BEGIN

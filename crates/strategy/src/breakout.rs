use std::str::FromStr;

use rust_decimal::Decimal;
use serde::{Deserialize, Serialize};

use common::{Candle, Error, SignalKind};

use crate::levels::RoundNumberPair;
use crate::{EvalContext, Evaluation, Strategy};

/// Which price of the breakout candle the round-number grid is built around.
#[derive(Debug, Clone, Copy, PartialEq, Eq, Default, Serialize, Deserialize)]
#[serde(rename_all = "snake_case")]
pub enum BreakoutAnchor {
    /// Grid brackets the breakout candle's close. The close never lies
    /// outside its own bracket, so no candidate forms and every window is
    /// NEUTRAL.
    #[default]
    BreakoutClose,
    /// Opt-in variant: grid brackets the breakout candle's open, so a close
    /// beyond either line is a crossing made within that candle.
    BreakoutOpen,
}

impl FromStr for BreakoutAnchor {
    type Err = Error;

    fn from_str(s: &str) -> Result<Self, Self::Err> {
        match s.trim().to_lowercase().as_str() {
            "breakout_open" | "open" => Ok(BreakoutAnchor::BreakoutOpen),
            "breakout_close" | "close" => Ok(BreakoutAnchor::BreakoutClose),
            other => Err(Error::Config(format!("unknown breakout anchor '{other}'"))),
        }
    }
}

/// Direction of a breakout candle relative to the grid. Computed per
/// window, never stored.
#[derive(Debug, Clone, Copy, PartialEq, Eq)]
enum Candidate {
    Bullish,
    Bearish,
}

/// Round-number breakout with confirmation and trap detection over
/// `(prior, breakout, confirm)`.
#[derive(Debug, Clone)]
pub struct BreakoutStrategy {
    name: String,
    anchor: BreakoutAnchor,
}

impl BreakoutStrategy {
    pub const WINDOW: usize = 3;

    pub fn new(name: impl Into<String>, anchor: BreakoutAnchor) -> Self {
        Self {
            name: name.into(),
            anchor,
        }
    }

    /// Evaluate the last three candles of `window`.
    pub fn evaluate_window(&self, window: &[Candle]) -> Evaluation {
        if window.len() < Self::WINDOW {
            return Evaluation::neutral(format!(
                "insufficient window: need {} candles, got {}",
                Self::WINDOW,
                window.len()
            ));
        }
        let [_prior, breakout, confirm] = [
            &window[window.len() - 3],
            &window[window.len() - 2],
            &window[window.len() - 1],
        ];

        let anchor = match self.anchor {
            BreakoutAnchor::BreakoutOpen => breakout.open,
            BreakoutAnchor::BreakoutClose => breakout.close,
        };
        let pair = match RoundNumberPair::locate(anchor) {
            Ok(pair) => pair,
            Err(e) => return Evaluation::neutral(e.to_string()),
        };

        match candidate(&pair, breakout) {
            Some(Candidate::Bullish) => confirm_bullish(pair.upper, confirm),
            Some(Candidate::Bearish) => confirm_bearish(pair.lower, confirm),
            None => Evaluation::neutral(format!(
                "no breakout of {} / {}",
                pair.lower, pair.upper
            )),
        }
    }
}

fn candidate(pair: &RoundNumberPair, breakout: &Candle) -> Option<Candidate> {
    if breakout.open < pair.upper && breakout.close > pair.upper {
        Some(Candidate::Bullish)
    } else if breakout.open > pair.lower && breakout.close < pair.lower {
        Some(Candidate::Bearish)
    } else {
        None
    }
}

fn confirm_bullish(level: Decimal, confirm: &Candle) -> Evaluation {
    if confirm.close < level {
        Evaluation::new(
            SignalKind::Trap,
            format!("price failed to hold above the broken level {level}"),
        )
    } else if confirm.is_bullish() {
        Evaluation::new(
            SignalKind::Call,
            format!("breakout above {level} confirmed by a bullish candle"),
        )
    } else {
        Evaluation::neutral(format!("broke above {level} without bullish confirmation"))
    }
}

fn confirm_bearish(level: Decimal, confirm: &Candle) -> Evaluation {
    if confirm.close > level {
        Evaluation::new(
            SignalKind::Trap,
            format!("price failed to hold below the broken level {level}"),
        )
    } else if confirm.is_bearish() {
        Evaluation::new(
            SignalKind::Put,
            format!("breakdown below {level} confirmed by a bearish candle"),
        )
    } else {
        Evaluation::neutral(format!("broke below {level} without bearish confirmation"))
    }
}

impl Strategy for BreakoutStrategy {
    fn name(&self) -> &str {
        &self.name
    }

    fn window(&self) -> usize {
        Self::WINDOW
    }

    fn evaluate(&self, window: &[Candle], _ctx: &EvalContext) -> Evaluation {
        self.evaluate_window(window)
    }
}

END

What you need to do
Go through the material and copy each line in which the word "above" occurs.

Output of the task
            format!("price failed to hold above the broken level {level}"),
            format!("breakout above {level} confirmed by a bullish candle"),
        Evaluation::neutral(format!("broke above {level} without bullish confirmation"))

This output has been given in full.